A la par de la colosal tragedia en vidas humanas que cobró la colectivización forzosa de la agricultura, a consecuencia de la represión y las hambrunas, también se dieron innegables cambios positivos en la vida del campo. Las vertiginosas transformaciones en la agricultura implicaron una migración sin precedentes en la historia de Rusia del campo a la ciudad, haciendo posible, principalmente a los jóvenes, el acceso a la educación y nuevas profesiones. Igualmente en el campo aparecieron los tractoristas, mecánicos, jefes de brigadas, contadores, técnicos y especialistas en agronomía, etc. Los consultorios médicos, las escuelas, las bibliotecas, los clubes, las estaciones de maquinaría agrícola pasaron a formar parte de la vida integral de los habitantes del campo. El trabajo colectivo, las reuniones, las actividades políticas y culturales cambiaron profundamente la vida de la gente, haciéndola más interesante y llevadera. Y no sólo eso, a partir de la colectivización los estándares de vida, aunque lentamente, buscan aproximarse a los de las ciudades. Definitivamente, la colectivización tuvo consecuencias a muy largo plazo, no sólo para la agricultura, sino para todo el país, toda vez que influyó decisivamente en la estructura social, en la dinámica demográfica y la urbanización del país. Constituyó un viraje que causó una colosal tragedia para todo un pueblo, que hubo de soportar enormes sufrimientos y muertes masivas. En ningún otro momento de la historia soviética se cometieron errores e injusticias más trágicos que durante la colectivización, pero el hecho mismo de que el sistema soviético haya logrado sobrevivir a ese terrible periodo, y erigirse en pocos años en un poderoso país industrial, muestra las enormes reservas de confianza y de esperanza que el pueblo trabajador del campo y la ciudad albergaba en el nuevo régimen.
El fin de San Petersburgo
El 26 de enero de 1924, cuatro días después de acaecida la muerte de Lenin, el II Congreso de los Consejos de la URSS aprobó el cambio de nombre de la ciudad que fuera capital del imperio ruso, de Petrogrado a Leningrado. La ciudad volvía a crecer y la efervescencia tomaba cuenta de ella. No obstante que había dejado de ser la capital de Rusia soviética, Leningrado continuaba siendo uno de sus polos político-económicos y culturales. Ese mismo año la fabrica Putilov inicia la producción en serie de tractores soviéticos, y salió al aire la primera transmisión de radio; poco tiempo después llegaría su turno a otras fabricas de metalmecánica. En 1925 surge la «oposición de Leningrado», encabezada por G. Zinoviev, quien poco después sería destituido, y reemplazado por S. Kirov en la dirección del Partido de la ciudad. En 1927 la «oposición unificada», de L. Trotski, G. Zinoviev, y L. Kamenev, lleva a cabo en la ciudad reuniones secretas y realiza varias manifestaciones… Los institutos técnicos de Física, Fisiología, Agrofísica, y el primero en el mundo de Hidrometeorología fueron abiertos durante esos años. Comienza a circular regularmente el transporte público de autobuses (1926), y en las afueras de la ciudad comienza a trabajar la hidroeléctrica Voljovski. Para 1929 en Leningrado se instituye la emulación socialista entre las empresas y centros de trabajo…

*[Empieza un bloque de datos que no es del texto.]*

//! A single grid order and its lifecycle state machine.

use chrono::{DateTime, Utc};
use rust_decimal::Decimal;
use serde::{Deserialize, Serialize};
use std::fmt;

use crate::error::OrderManagerError;
use crate::precision::Precision;

/// Local handle assigned at construction time, stable for the lifetime of
/// the order regardless of whether the exchange has accepted it yet.
pub type OrderId = u64;

#[derive(Debug, Clone, Copy, PartialEq, Eq, Hash, Serialize, Deserialize)]
pub enum OrderSide {
    Buy,
    Sell,
}

impl OrderSide {
    pub fn opposite(self) -> Self {
        match self {
            OrderSide::Buy => OrderSide::Sell,
            OrderSide::Sell => OrderSide::Buy,
        }
    }
}

impl fmt::Display for OrderSide {
    fn fmt(&self, f: &mut fmt::Formatter<'_>) -> fmt::Result {
        match self {
            OrderSide::Buy => write!(f, "buy"),
            OrderSide::Sell => write!(f, "sell"),
        }
    }
}

#[derive(Debug, Clone, Copy, PartialEq, Eq, Serialize, Deserialize)]
pub enum OrderType {
    Limit,
}

/// The order state machine described in SPEC_FULL.md §3.
///
/// `OnTraded` is deliberately kept distinct from `Traded` — it is the
/// window in which `refill_orders_at_opposite_position` can still see a
/// just-filled order before its counter and removal are committed. Do not
/// merge the two.
#[derive(Debug, Clone, Copy, PartialEq, Eq, Serialize, Deserialize)]
pub enum OrderStatus {
    ToCreate,
    Created,
    OnTraded,
    Traded,
    ToCancel,
    Cancelled,
}

impl fmt::Display for OrderStatus {
    fn fmt(&self, f: &mut fmt::Formatter<'_>) -> fmt::Result {
        write!(f, "{:?}", self)
    }
}

impl OrderStatus {
    pub fn is_active(self) -> bool {
        matches!(self, OrderStatus::Created)
    }

    pub fn is_expected(self) -> bool {
        matches!(self, OrderStatus::ToCreate | OrderStatus::Created)
    }

    pub fn is_terminal(self) -> bool {
        matches!(self, OrderStatus::Traded | OrderStatus::Cancelled)
    }
}

#[derive(Debug, Clone, Serialize, Deserialize)]
pub struct Order {
    pub id: OrderId,
    pub exchange_order_id: Option<String>,
    pub pair: String,
    pub side: OrderSide,
    pub order_type: OrderType,
    pub price: Decimal,
    pub amount: Decimal,
    pub post_only: bool,
    pub average_price: Option<Decimal>,
    pub ordered_at: Option<DateTime<Utc>>,
    pub executed_at: Option<DateTime<Utc>>,
    pub status: OrderStatus,
}

impl Order {
    pub fn new_to_create(
        id: OrderId,
        pair: impl Into<String>,
        side: OrderSide,
        price: Decimal,
        amount: Decimal,
        precision: &Precision,
    ) -> Self {
        Self {
            id,
            exchange_order_id: None,
            pair: pair.into(),
            side,
            order_type: OrderType::Limit,
            price: precision.round_price(price),
            amount: precision.round_amount(amount),
            post_only: true,
            average_price: None,
            ordered_at: None,
            executed_at: None,
            status: OrderStatus::ToCreate,
        }
    }

    pub fn cost(&self, precision: &Precision) -> Decimal {
        precision.cost(self.amount, self.price)
    }

    /// The price a paired order on the opposite side would sit at, one
    /// grid step toward the center from this order's price.
    pub fn opposite_price(&self, price_interval: Decimal) -> Decimal {
        match self.side {
            OrderSide::Buy => self.price + price_interval,
            OrderSide::Sell => self.price - price_interval,
        }
    }

    pub fn mark_created(&mut self, exchange_order_id: String, ordered_at: DateTime<Utc>) {
        if self.status != OrderStatus::ToCreate {
            log::warn!(
                "order {} ignored create-ok transition from status {}",
                self.id,
                self.status
            );
            return;
        }
        self.exchange_order_id = Some(exchange_order_id);
        self.ordered_at = Some(ordered_at);
        self.status = OrderStatus::Created;
    }

    pub fn mark_to_cancel(&mut self) {
        if self.status != OrderStatus::Created {
            log::warn!(
                "order {} ignored to-cancel request from status {}",
                self.id,
                self.status
            );
            return;
        }
        self.status = OrderStatus::ToCancel;
    }

    pub fn mark_cancel_ok(&mut self) -> Result<(), OrderManagerError> {
        if self.status != OrderStatus::ToCancel {
            return Err(OrderManagerError::InvalidTransition(format!(
                "order {} cancel-ok from status {}",
                self.id, self.status
            )));
        }
        self.status = OrderStatus::Cancelled;
        Ok(())
    }

    pub fn mark_on_traded(&mut self, executed_at: DateTime<Utc>, average_price: Option<Decimal>) {
        if self.status != OrderStatus::Created {
            log::warn!(
                "order {} ignored on-traded transition from status {}",
                self.id,
                self.status
            );
            return;
        }
        self.executed_at = Some(executed_at);
        self.average_price = average_price;
        self.status = OrderStatus::OnTraded;
    }

    /// Committed after a sync completes: every `OnTraded` order becomes
    /// `Traded`. Must not be called before the pairing step has observed
    /// the `OnTraded` set.
    pub fn mark_traded(&mut self) {
        if self.status != OrderStatus::OnTraded {
            log::warn!(
                "order {} ignored traded-commit from status {}",
                self.id,
                self.status
            );
            return;
        }
        self.status = OrderStatus::Traded;
    }

    /// Local transition to `Cancelled` without an awaited exchange cancel
    /// for this specific order — used for orders that disappear from the
    /// exchange unexpectedly, or rejected creates.
    pub fn force_cancel(&mut self) {
        self.status = OrderStatus::Cancelled;
    }
}

#[cfg(test)]
mod tests {
    use super::*;
    use rust_decimal_macros::dec;

    fn precision() -> Precision {
        Precision::new(2, 4)
    }

    #[test]
    fn new_order_rounds_to_configured_precision() {
        let o = Order::new_to_create(
            1,
            "btc_jpy",
            OrderSide::Buy,
            dec!(100.12345),
            dec!(0.123456789),
            &precision(),
        );
        assert_eq!(o.price, dec!(100.12));
        assert_eq!(o.amount, dec!(0.1235));
        assert_eq!(o.status, OrderStatus::ToCreate);
    }

    #[test]
    fn opposite_price_moves_toward_center() {
        let buy = Order::new_to_create(1, "p", OrderSide::Buy, dec!(90), dec!(1), &precision());
        assert_eq!(buy.opposite_price(dec!(10)), dec!(100));

        let sell = Order::new_to_create(2, "p", OrderSide::Sell, dec!(110), dec!(1), &precision());
        assert_eq!(sell.opposite_price(dec!(10)), dec!(100));
    }

    #[test]
    fn lifecycle_happy_path() {
        let mut o = Order::new_to_create(1, "p", OrderSide::Buy, dec!(90), dec!(1), &precision());
        o.mark_created("ex-1".into(), Utc::now());
        assert_eq!(o.status, OrderStatus::Created);

        o.mark_on_traded(Utc::now(), Some(dec!(90)));
        assert_eq!(o.status, OrderStatus::OnTraded);

        o.mark_traded();
        assert_eq!(o.status, OrderStatus::Traded);
    }

    #[test]
    fn cancel_ok_rejects_wrong_state() {
        let mut o = Order::new_to_create(1, "p", OrderSide::Buy, dec!(90), dec!(1), &precision());
        assert!(o.mark_cancel_ok().is_err());
    }
}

En 1925 se inicia la reconstrucción de las principales calles y plazas que habían sido seriamente dañadas durante la guerra civil. Con la construcción en 1927 del complejo habitacional de la calle del Tractor, bajo la dirección por el arquitecto A. Nikolski, comienza propiamente la edificación masiva de vivienda para los trabajadores de Leningrado. Luego le seguirían los barrios residenciales Baburinski, Kondratievski en 1928, y el distrito residencial Bateninski en 1930. La arquitectura constructivista de las edificaciones se caracteriza por sus fachadas de geometría precisa y el dinamismo de las construcciones. La tensión entre las ambiciosas metas trazadas por el nuevo régimen social y la precariedad de las condiciones para alcanzarlas se ven reflejadas fielmente en la estética de la nueva arquitectura, en el acondicionamiento racional de los apartamentos modestos: una vida austera pero firmemente anclada en el futuro. Pero, a diferencia de los estrechos dormitorios obreros de alquiler que predominaban apenas unos años atrás, las nuevas edificaciones disponen de amplios espacios interiores dedicados a la convivencia y el esparcimiento de sus moradores.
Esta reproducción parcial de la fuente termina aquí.